MATERIAL FOR THIS EXERCISE ▸
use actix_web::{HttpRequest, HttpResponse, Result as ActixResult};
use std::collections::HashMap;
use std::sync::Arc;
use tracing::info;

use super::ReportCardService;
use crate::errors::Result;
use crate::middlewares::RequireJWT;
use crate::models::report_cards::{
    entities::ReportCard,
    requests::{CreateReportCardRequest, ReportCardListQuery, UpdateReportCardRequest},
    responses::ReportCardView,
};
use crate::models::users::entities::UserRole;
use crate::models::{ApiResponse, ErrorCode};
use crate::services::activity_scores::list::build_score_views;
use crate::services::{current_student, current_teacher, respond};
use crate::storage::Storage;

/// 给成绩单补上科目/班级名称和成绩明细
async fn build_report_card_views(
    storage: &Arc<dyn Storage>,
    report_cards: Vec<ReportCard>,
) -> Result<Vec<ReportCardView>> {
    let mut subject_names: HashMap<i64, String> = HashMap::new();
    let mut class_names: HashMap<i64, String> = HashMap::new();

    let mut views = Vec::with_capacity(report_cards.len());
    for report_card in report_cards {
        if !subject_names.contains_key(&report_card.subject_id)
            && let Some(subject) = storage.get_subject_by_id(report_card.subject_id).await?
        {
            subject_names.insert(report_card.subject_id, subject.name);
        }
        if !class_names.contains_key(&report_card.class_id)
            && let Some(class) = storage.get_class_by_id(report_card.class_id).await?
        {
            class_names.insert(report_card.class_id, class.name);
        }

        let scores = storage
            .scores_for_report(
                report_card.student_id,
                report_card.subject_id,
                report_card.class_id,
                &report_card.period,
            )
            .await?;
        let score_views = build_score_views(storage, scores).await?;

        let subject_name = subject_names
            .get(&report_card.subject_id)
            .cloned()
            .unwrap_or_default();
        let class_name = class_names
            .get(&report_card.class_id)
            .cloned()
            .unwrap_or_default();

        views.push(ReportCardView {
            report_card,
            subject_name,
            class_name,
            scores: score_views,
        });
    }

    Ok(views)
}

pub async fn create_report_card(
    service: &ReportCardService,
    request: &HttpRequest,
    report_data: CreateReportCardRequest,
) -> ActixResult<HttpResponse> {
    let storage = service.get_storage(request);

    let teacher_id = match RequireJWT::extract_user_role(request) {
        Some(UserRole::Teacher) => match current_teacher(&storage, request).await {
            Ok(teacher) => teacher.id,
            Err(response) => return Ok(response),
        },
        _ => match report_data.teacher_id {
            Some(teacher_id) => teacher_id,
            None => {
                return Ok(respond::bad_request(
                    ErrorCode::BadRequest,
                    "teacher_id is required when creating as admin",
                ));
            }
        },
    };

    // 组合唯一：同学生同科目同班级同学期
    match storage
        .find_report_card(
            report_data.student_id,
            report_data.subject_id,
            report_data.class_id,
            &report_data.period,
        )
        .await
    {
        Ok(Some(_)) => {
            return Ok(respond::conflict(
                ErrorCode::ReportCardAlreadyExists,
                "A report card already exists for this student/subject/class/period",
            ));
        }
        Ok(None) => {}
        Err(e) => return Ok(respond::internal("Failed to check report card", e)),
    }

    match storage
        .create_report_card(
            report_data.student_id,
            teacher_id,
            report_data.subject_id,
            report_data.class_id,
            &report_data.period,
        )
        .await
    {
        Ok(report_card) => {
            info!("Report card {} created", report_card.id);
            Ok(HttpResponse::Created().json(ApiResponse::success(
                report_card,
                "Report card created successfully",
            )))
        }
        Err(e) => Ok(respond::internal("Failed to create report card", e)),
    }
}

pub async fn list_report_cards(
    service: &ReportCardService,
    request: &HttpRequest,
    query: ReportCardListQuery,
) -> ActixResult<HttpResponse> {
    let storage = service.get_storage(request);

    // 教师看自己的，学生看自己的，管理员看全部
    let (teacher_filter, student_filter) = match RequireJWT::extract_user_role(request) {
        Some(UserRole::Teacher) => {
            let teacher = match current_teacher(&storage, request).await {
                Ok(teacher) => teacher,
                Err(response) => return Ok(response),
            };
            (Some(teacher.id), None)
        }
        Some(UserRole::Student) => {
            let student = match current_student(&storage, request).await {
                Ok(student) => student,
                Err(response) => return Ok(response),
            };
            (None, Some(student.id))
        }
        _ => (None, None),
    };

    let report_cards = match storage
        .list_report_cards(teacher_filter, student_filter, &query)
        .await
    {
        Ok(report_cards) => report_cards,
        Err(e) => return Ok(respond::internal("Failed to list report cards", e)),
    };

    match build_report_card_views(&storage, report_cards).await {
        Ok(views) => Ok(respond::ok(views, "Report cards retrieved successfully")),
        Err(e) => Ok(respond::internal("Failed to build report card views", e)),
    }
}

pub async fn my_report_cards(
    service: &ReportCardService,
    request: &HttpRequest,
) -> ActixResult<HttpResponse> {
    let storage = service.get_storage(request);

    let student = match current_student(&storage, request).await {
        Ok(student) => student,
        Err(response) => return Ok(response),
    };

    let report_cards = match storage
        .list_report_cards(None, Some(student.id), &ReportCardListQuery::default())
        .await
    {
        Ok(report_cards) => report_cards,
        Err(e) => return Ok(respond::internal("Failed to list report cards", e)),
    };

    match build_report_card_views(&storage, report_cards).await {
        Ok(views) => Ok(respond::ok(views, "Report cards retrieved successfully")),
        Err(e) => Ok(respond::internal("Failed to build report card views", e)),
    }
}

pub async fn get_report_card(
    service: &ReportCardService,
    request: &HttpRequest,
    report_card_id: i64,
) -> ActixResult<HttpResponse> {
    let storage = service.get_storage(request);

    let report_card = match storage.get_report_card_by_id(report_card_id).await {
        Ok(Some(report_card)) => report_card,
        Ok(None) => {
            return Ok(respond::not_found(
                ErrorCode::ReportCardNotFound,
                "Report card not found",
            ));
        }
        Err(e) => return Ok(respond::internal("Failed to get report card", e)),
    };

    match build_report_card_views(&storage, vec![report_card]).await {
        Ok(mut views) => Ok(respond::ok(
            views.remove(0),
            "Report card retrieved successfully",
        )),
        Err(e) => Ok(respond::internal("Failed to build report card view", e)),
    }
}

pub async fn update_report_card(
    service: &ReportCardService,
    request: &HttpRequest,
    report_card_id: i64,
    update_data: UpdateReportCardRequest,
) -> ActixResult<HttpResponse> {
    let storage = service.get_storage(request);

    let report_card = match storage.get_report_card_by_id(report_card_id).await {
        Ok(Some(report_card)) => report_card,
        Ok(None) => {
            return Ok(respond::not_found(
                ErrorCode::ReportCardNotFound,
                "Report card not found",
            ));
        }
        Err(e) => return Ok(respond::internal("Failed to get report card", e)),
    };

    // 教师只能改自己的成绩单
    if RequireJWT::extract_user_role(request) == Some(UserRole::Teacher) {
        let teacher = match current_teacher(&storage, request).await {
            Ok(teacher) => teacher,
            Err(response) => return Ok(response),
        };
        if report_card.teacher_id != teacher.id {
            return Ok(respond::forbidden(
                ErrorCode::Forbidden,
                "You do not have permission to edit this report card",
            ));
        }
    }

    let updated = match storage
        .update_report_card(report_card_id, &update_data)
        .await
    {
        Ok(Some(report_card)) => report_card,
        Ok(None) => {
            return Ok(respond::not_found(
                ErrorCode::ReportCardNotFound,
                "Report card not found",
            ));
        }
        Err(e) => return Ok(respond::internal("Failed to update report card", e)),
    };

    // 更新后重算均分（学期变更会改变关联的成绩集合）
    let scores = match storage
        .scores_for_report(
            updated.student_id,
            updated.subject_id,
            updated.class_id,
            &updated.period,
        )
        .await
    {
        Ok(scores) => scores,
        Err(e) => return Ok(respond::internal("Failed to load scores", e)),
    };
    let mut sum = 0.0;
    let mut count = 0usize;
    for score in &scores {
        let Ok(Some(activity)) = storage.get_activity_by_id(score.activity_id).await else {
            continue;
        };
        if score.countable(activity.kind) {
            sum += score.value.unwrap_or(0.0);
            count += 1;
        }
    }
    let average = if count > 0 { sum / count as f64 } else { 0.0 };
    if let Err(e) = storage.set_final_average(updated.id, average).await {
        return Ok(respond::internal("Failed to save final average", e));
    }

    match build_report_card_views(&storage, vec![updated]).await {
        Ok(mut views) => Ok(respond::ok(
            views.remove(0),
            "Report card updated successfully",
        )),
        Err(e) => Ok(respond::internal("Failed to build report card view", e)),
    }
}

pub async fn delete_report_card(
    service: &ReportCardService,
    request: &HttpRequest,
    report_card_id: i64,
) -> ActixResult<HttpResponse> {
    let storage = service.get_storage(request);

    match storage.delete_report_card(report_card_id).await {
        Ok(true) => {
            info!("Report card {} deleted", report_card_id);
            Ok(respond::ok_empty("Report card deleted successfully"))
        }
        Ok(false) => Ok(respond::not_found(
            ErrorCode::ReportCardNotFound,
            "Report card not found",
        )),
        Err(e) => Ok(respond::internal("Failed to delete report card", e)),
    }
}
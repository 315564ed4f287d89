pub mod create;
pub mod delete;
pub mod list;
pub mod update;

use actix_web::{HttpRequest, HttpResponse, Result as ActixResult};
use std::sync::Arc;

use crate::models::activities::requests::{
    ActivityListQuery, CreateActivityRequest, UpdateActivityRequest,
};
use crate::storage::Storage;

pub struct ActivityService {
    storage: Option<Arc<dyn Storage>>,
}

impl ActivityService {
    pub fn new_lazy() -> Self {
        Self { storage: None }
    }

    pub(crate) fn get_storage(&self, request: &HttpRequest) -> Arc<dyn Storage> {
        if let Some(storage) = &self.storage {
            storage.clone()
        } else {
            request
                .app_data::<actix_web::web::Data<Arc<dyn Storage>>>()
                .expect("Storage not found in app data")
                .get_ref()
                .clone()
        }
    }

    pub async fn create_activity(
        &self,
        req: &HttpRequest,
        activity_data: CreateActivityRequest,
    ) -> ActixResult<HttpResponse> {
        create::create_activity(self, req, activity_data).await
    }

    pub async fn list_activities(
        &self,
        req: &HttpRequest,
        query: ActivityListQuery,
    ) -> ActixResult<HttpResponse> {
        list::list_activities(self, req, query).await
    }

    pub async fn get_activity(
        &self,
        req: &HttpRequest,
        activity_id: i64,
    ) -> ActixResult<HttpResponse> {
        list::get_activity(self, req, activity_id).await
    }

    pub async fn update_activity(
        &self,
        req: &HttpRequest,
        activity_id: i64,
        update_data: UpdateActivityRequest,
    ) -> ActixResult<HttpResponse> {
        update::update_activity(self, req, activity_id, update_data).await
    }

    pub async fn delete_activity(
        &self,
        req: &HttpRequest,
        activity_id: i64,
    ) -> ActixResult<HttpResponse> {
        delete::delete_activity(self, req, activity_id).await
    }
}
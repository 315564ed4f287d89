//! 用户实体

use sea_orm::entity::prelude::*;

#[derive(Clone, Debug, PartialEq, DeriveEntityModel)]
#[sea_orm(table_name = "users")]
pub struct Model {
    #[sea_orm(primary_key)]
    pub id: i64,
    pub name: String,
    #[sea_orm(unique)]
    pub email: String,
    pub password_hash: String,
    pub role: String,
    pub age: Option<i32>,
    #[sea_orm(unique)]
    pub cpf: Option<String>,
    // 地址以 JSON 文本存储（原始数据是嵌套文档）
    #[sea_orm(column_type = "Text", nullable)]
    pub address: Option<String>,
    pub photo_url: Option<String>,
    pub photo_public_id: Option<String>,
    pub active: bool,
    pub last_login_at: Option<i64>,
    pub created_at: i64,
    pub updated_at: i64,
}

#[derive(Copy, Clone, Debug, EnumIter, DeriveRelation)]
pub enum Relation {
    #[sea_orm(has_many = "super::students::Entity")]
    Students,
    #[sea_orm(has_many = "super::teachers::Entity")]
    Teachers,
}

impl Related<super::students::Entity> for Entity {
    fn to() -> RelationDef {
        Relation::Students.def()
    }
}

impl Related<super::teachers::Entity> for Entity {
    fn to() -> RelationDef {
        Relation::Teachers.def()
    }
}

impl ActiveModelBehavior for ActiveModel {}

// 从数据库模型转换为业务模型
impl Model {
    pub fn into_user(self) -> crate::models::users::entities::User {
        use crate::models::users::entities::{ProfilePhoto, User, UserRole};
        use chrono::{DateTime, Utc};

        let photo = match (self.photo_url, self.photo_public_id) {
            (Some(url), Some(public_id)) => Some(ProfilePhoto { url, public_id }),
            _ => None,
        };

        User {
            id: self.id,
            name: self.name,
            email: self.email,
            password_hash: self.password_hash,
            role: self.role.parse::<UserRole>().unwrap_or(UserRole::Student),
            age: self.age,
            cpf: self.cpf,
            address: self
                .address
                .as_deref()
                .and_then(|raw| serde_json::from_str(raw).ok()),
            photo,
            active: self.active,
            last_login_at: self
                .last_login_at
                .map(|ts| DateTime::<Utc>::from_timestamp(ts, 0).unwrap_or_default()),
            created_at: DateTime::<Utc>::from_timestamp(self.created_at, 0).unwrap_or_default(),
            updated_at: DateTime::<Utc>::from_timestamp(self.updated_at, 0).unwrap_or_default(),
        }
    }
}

WHAT THE EXERCISE ASKS ▸ Among the lines above, please find those with "average" and copy them.

EXERCISE RESULT ▸
    let average = if count > 0 { sum / count as f64 } else { 0.0 };
    if let Err(e) = storage.set_final_average(updated.id, average).await {
        return Ok(respond::internal("Failed to save final average", e));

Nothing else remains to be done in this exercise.